WHAT TO PRODUCE — Copy out every line of the data that has the word "sets" somewhere in it.

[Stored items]

━━━

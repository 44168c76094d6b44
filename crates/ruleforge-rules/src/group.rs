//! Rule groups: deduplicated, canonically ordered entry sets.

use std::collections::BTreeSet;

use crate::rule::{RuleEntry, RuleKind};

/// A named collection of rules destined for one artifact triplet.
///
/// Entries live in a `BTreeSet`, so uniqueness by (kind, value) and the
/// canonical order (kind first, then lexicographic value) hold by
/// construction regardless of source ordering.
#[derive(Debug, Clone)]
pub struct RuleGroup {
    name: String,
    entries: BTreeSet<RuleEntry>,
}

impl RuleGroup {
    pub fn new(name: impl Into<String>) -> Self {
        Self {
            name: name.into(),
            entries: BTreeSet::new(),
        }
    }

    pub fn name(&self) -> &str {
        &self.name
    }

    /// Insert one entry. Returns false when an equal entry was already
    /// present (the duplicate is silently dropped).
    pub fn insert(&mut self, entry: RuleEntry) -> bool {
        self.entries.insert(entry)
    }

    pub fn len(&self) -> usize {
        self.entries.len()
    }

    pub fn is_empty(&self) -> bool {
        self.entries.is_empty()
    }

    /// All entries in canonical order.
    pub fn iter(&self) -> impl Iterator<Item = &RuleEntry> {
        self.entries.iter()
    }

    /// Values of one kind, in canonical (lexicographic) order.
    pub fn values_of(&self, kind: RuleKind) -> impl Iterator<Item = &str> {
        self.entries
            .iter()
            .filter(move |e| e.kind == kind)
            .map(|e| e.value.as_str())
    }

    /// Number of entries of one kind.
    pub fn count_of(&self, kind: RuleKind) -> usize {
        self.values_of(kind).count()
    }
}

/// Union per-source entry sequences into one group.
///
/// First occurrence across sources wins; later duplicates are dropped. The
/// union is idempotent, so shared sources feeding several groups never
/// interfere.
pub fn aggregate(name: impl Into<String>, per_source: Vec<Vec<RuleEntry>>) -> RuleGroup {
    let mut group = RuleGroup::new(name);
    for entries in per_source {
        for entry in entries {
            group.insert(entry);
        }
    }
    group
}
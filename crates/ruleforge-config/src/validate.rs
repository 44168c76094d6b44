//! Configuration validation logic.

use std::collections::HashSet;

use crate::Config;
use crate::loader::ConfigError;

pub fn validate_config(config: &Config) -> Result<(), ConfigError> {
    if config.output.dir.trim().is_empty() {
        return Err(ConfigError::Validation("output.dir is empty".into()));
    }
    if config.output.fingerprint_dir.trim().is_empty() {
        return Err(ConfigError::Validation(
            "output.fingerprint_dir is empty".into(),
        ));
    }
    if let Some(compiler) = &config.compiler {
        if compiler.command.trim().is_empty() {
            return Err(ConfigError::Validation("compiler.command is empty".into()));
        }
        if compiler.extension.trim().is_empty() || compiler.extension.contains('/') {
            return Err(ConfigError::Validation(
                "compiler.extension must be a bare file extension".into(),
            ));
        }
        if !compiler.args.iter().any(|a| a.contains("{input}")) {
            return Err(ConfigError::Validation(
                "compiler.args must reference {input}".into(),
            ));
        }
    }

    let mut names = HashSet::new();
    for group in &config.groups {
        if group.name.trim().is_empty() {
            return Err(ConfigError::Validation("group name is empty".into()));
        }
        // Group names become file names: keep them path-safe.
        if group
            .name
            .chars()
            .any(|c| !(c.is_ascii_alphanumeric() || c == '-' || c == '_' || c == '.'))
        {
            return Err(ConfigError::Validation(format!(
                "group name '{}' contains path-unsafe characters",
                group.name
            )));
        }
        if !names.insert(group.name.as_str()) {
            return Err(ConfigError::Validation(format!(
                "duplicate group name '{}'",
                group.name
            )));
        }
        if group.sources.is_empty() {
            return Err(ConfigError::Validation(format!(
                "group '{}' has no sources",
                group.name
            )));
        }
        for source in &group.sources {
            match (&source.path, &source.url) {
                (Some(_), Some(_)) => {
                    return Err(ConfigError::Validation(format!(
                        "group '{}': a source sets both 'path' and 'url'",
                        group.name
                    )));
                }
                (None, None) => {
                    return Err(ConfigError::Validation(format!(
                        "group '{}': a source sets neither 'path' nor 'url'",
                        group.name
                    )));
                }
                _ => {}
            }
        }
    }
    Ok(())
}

━━━

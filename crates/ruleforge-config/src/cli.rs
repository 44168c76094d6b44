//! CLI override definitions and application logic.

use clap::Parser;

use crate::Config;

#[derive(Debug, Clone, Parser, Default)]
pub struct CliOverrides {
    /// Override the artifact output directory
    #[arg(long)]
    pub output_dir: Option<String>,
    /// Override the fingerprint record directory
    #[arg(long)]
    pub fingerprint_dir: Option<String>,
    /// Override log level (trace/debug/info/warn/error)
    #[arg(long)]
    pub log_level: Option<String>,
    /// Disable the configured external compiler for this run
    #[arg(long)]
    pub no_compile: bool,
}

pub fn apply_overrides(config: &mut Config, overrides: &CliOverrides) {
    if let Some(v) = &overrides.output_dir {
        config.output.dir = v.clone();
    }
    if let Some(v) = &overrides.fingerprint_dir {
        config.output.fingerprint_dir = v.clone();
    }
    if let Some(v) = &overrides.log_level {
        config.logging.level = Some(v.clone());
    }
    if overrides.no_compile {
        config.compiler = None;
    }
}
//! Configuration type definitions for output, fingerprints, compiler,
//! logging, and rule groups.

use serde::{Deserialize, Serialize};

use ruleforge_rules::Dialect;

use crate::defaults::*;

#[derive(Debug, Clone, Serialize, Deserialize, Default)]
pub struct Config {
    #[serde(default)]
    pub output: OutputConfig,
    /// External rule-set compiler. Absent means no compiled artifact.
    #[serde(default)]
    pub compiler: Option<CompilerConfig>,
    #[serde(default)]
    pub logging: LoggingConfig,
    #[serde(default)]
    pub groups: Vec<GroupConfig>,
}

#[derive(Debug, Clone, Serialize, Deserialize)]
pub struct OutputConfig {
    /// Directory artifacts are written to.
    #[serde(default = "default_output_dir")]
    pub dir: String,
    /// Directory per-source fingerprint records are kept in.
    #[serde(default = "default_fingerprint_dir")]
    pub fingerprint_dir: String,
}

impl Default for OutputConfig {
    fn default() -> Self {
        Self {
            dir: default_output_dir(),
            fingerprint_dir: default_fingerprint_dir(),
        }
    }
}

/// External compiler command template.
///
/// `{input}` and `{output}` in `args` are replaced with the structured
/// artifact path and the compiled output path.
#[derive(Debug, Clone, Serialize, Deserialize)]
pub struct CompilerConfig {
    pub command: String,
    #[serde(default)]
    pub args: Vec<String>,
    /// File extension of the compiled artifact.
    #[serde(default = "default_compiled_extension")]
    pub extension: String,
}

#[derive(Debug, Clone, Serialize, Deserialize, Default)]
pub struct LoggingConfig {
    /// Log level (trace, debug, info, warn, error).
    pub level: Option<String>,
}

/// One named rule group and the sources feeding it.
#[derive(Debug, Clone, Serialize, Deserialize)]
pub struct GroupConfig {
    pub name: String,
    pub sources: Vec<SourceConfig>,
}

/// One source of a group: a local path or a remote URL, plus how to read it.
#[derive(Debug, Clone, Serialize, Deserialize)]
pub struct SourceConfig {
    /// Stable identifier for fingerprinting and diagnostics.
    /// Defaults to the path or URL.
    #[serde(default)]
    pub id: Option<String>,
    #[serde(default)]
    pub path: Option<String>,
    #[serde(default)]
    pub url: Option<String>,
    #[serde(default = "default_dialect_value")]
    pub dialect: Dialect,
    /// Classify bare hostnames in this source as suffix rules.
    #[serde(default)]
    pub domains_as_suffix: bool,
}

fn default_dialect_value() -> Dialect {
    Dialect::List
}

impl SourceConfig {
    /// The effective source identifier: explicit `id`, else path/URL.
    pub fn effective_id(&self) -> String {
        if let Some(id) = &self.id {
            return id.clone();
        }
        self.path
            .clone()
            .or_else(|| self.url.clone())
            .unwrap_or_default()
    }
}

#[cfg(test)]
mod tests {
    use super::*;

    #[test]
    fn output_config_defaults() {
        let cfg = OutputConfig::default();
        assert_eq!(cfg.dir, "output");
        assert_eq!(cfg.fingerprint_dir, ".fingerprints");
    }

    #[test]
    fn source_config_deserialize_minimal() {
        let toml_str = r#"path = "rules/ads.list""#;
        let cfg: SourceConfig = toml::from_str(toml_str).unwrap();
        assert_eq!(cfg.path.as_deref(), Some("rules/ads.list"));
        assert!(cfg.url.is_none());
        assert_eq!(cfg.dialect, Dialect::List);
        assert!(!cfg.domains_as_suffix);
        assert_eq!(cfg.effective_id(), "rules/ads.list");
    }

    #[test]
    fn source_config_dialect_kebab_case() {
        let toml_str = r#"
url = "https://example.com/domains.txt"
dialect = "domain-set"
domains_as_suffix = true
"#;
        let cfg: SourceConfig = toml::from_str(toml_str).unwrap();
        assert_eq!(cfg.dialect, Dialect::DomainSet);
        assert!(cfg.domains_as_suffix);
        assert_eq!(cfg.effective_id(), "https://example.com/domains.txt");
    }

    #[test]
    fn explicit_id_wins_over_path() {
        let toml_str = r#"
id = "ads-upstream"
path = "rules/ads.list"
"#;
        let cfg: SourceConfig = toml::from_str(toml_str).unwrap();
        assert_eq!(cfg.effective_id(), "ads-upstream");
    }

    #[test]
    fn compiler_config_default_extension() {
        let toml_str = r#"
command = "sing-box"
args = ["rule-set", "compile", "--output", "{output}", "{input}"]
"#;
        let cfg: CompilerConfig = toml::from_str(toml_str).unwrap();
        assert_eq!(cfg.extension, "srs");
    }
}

━━━

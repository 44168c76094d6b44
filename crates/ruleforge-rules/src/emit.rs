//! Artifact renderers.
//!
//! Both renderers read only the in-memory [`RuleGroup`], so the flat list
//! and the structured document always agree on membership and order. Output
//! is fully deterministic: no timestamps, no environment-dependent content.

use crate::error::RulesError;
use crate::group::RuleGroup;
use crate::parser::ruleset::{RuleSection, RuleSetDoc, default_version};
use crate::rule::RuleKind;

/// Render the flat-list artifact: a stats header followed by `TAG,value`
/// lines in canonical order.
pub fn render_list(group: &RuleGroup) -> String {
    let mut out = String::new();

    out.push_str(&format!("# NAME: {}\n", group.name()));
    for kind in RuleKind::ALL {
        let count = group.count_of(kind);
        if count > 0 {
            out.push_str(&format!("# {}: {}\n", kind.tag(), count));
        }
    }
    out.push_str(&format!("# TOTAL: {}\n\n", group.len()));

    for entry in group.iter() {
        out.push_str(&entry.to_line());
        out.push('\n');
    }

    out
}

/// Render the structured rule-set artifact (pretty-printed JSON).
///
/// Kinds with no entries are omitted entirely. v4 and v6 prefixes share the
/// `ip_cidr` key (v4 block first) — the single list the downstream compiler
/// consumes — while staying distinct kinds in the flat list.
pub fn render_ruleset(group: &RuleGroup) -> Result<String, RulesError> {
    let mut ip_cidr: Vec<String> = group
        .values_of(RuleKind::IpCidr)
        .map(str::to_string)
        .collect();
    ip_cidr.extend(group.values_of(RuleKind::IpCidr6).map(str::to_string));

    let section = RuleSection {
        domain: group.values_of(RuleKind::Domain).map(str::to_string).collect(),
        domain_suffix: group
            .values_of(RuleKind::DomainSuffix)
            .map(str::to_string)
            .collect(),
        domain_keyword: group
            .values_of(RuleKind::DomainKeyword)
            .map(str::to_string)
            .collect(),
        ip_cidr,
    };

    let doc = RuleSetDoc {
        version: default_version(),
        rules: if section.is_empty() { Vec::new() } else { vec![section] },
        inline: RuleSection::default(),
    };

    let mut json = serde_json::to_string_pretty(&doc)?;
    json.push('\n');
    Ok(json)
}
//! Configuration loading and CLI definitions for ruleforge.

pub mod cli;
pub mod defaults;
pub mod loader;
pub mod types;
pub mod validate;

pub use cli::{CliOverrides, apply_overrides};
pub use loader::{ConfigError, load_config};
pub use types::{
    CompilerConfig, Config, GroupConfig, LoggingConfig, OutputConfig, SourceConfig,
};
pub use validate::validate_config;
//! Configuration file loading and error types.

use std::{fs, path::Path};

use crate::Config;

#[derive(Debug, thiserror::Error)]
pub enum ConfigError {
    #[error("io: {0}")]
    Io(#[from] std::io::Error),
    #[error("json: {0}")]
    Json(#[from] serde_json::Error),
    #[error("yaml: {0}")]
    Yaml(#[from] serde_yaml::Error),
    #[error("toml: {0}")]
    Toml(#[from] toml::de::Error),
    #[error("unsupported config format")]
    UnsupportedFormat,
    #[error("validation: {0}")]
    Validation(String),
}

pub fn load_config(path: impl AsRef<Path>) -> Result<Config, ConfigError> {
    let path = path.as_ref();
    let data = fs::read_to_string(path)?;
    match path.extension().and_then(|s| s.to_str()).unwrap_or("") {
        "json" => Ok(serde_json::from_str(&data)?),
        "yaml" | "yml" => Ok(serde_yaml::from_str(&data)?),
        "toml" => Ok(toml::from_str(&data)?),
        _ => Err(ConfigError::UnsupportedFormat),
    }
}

━━━

REPLY —
//! Rule groups: deduplicated, canonically ordered entry sets.
                        "group '{}': a source sets both 'path' and 'url'",
                        "group '{}': a source sets neither 'path' nor 'url'",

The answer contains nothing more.